Amanda Berry OBE, Chief Executive of BAFTA, said: “We are thrilled to honour Thelma Schoonmaker with a BAFTA Fellowship, celebrating her career as one of the film industry’s most respected editors responsible for some of cinema’s most iconic and treasured moments.

Thelma Schoonmaker’s acclaimed career has spanned over 50 years, and her celebrated partnership with Martin Scorsese has garnered nominations for nine BAFTA Awards, winning Best Editing in 1982 for Raging Bull, Goodfellas in 1991 and seven Academy Award nominations, winning the award for Raging Bull (1981), The Aviator (2005) and The Departed (2007).

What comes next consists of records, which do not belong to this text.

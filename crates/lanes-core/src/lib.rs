//! lanes-core
//!
//! Per-actor serial execution with uniform failure handling.
//!
//! # モジュール構成
//! - **queue**: key ごとの直列 lane（FIFO・相互排他・待ち時間タイムアウト・アイドル回収）
//! - **classify**: failure の分類（kind / severity / retryable / ユーザー向けメッセージ）
//! - **retry**: 指数バックオフ + jitter の retry executor
//! - **app**: 組み立て（AppBuilder）とバックグラウンドループ（reaper, gc）
//! - **domain**: ids と typed failure
//! - **observability**: stats スナップショット
//! - **error**: queue / config / build のエラー型

pub mod app;
pub mod classify;
pub mod domain;
pub mod error;
pub mod observability;
pub mod queue;
pub mod retry;

pub use app::{App, AppBuilder};
pub use classify::{ErrorClassifier, ErrorRecord, ErrorResponse, SevereErrorHook};
pub use domain::{ErrorKind, ExternalFailure, Failure, LaneKey, Severity};
pub use error::{BuildError, ConfigError, QueueError, Rejection};
pub use observability::{LaneStats, QueueStats, ShutdownReport};
pub use queue::{Completion, KeyedQueue, QueueConfig};
pub use retry::{GiveUp, RetryError, RetryExecutor, RetryPolicy};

Born in Algiers in 1940, Schoonmaker moved to the United States as a teenager and attended Cornell University, studying Political Science and Russian language. After graduating from Cornell in 1961, she began a course at Columbia University in Primitive Art. During this time Schoonmaker responded to an advertisement in The New York Times for a trainee assistant film editor and got the job. She then signed up for a brief six-week course in film-making at New York University, where she came into contact with a young filmmaker called Martin Scorsese after a professor asked that she could help him salvage the badly mangled negative of his student film; What’s a Nice Girl Like You Doing in a Place Like This? Subsequently in 1967 Schoonmaker went on to help Scorsese edit his first feature film Who’s That Knocking at My Door marking the beginning of an illustrious filmmaking partnership, which continues to this day over 50 years later.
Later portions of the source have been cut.